Of all the entries below, retype only the lines from the one with "let word_width = self.measure_str(word, size_pt);" through the one with "else if current_width", exactly as they appear.

:::::

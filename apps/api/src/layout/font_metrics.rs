//! Static glyph-width tables for the two standard PDF fonts the cover letter uses.
//!
//! Widths are the Adobe AFM advance widths in 1/1000 em for WinAnsi codes
//! 0x20..=0x7E. Index = (char as usize) - 32. Anything outside ASCII falls back
//! to `fallback_width`, which is close enough for line breaking.

// ────────────────────────────────────────────────────────────────────────────
// Fonts
// ────────────────────────────────────────────────────────────────────────────

/// Base-14 fonts used by the renderer. No embedding needed.
#[derive(Debug, Clone, Copy, PartialEq, Eq, Hash)]
pub enum StandardFont {
    Helvetica,
    HelveticaBold,
}

impl StandardFont {
    /// PostScript name written into the font dictionary.
    pub fn base_font(&self) -> &'static str {
        match self {
            StandardFont::Helvetica => "Helvetica",
            StandardFont::HelveticaBold => "Helvetica-Bold",
        }
    }

    /// Resource name used in content streams.
    pub fn resource_name(&self) -> &'static str {
        match self {
            StandardFont::Helvetica => "F1",
            StandardFont::HelveticaBold => "F2",
        }
    }
}

// ────────────────────────────────────────────────────────────────────────────
// Page configuration
// ────────────────────────────────────────────────────────────────────────────

/// Page geometry in PostScript points.
#[derive(Debug, Clone, Copy, PartialEq)]
pub struct PageConfig {
    pub width_pt: f32,
    pub height_pt: f32,
    pub margin_left_pt: f32,
    pub margin_right_pt: f32,
    pub margin_top_pt: f32,
    pub margin_bottom_pt: f32,
}

impl PageConfig {
    /// A4 with one-inch business-letter margins on every side.
    pub fn a4_letter() -> Self {
        Self {
            width_pt: 595.0,
            height_pt: 842.0,
            margin_left_pt: 72.0,
            margin_right_pt: 72.0,
            margin_top_pt: 72.0,
            margin_bottom_pt: 72.0,
        }
    }

    pub fn text_width_pt(&self) -> f32 {
        self.width_pt - self.margin_left_pt - self.margin_right_pt
    }
}

impl Default for PageConfig {
    fn default() -> Self {
        Self::a4_letter()
    }
}

// ────────────────────────────────────────────────────────────────────────────
// Font metric table
// ────────────────────────────────────────────────────────────────────────────

/// ```text
/// [0]=sp  [1]=!   [2]="   [3]=#   [4]=$   [5]=%   [6]=&   [7]='
/// [8]=(   [9]=)   [10]=*  [11]=+  [12]=,  [13]=-  [14]=.  [15]=/
/// [16..25]=0-9
/// [26]=:  [27]=;  [28]=<  [29]==  [30]=>  [31]=?  [32]=@
/// [33..58]=A-Z
/// [59]=[  [60]=\  [61]=]  [62]=^  [63]=_  [64]=`
/// [65..90]=a-z
/// [91]={  [92]=|  [93]=}  [94]=~
/// ```
pub struct FontMetricTable {
    widths: [u16; 95],
    pub fallback_width: u16,
}

impl FontMetricTable {
    /// Width of `s` in points at `size_pt`.
    pub fn measure_str(&self, s: &str, size_pt: f32) -> f32 {
        let units: u32 = s
            .chars()
            .map(|c| {
                let code = c as usize;
                if (32..=126).contains(&code) {
                    u32::from(self.widths[code - 32])
                } else {
                    u32::from(self.fallback_width)
                }
            })
            .sum();
        units as f32 * size_pt / 1000.0
    }

    /// Greedy word wrap at `max_width_pt`. A single word wider than the line
    /// gets a line of its own rather than being split. Blank input wraps to no lines.
    pub fn wrap(&self, text: &str, size_pt: f32, max_width_pt: f32) -> Vec<String> {
        let space = self.measure_str(" ", size_pt);
        let mut lines = Vec::new();
        let mut current = String::new();
        let mut current_width = 0.0_f32;

        for word in text.split_whitespace() {
            let word_width = self.measure_str(word, size_pt);
            if current.is_empty() {
                current.push_str(word);
                current_width = word_width;
            } else if current_width + space + word_width <= max_width_pt {
                current.push(' ');
                current.push_str(word);
                current_width += space + word_width;
            } else {
                lines.push(std::mem::take(&mut current));
                current.push_str(word);
                current_width = word_width;
            }
        }
        if !current.is_empty() {
            lines.push(current);
        }
        lines
    }
}

static HELVETICA: FontMetricTable = FontMetricTable {
    widths: [
        278, 278, 355, 556, 556, 889, 667, 191, 333, 333, 389, 584, 278, 333, 278, 278, // sp../
        556, 556, 556, 556, 556, 556, 556, 556, 556, 556, // 0-9
        278, 278, 584, 584, 584, 556, 1015, // :..@
        667, 667, 722, 722, 667, 611, 778, 722, 278, 500, 667, 556, 833, // A-M
        722, 778, 667, 778, 722, 667, 611, 722, 667, 944, 667, 667, 611, // N-Z
        278, 278, 278, 469, 556, 333, // [..`
        556, 556, 500, 556, 556, 278, 556, 556, 222, 222, 500, 222, 833, // a-m
        556, 556, 556, 556, 333, 500, 278, 556, 500, 722, 500, 500, 500, // n-z
        334, 260, 334, 584, // {..~
    ],
    fallback_width: 556,
};

static HELVETICA_BOLD: FontMetricTable = FontMetricTable {
    widths: [
        278, 333, 474, 556, 556, 889, 722, 238, 333, 333, 389, 584, 278, 333, 278, 278, // sp../
        556, 556, 556, 556, 556, 556, 556, 556, 556, 556, // 0-9
        333, 333, 584, 584, 584, 611, 975, // :..@
        722, 722, 722, 722, 667, 611, 778, 722, 278, 556, 722, 611, 833, // A-M
        722, 778, 667, 778, 722, 667, 611, 722, 667, 944, 667, 667, 611, // N-Z
        333, 278, 333, 584, 556, 333, // [..`
        556, 611, 556, 611, 556, 333, 611, 611, 278, 278, 556, 278, 889, // a-m
        611, 611, 611, 611, 389, 556, 333, 611, 556, 778, 556, 556, 500, // n-z
        389, 280, 389, 584, // {..~
    ],
    fallback_width: 611,
};

/// Returns the metric table for the given font.
pub fn get_metrics(font: StandardFont) -> &'static FontMetricTable {
    match font {
        StandardFont::Helvetica => &HELVETICA,
        StandardFont::HelveticaBold => &HELVETICA_BOLD,
    }
}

:::::

# The completed task:
            let word_width = self.measure_str(word, size_pt);
            if current.is_empty() {
                current.push_str(word);
                current_width = word_width;
            } else if current_width + space + word_width <= max_width_pt {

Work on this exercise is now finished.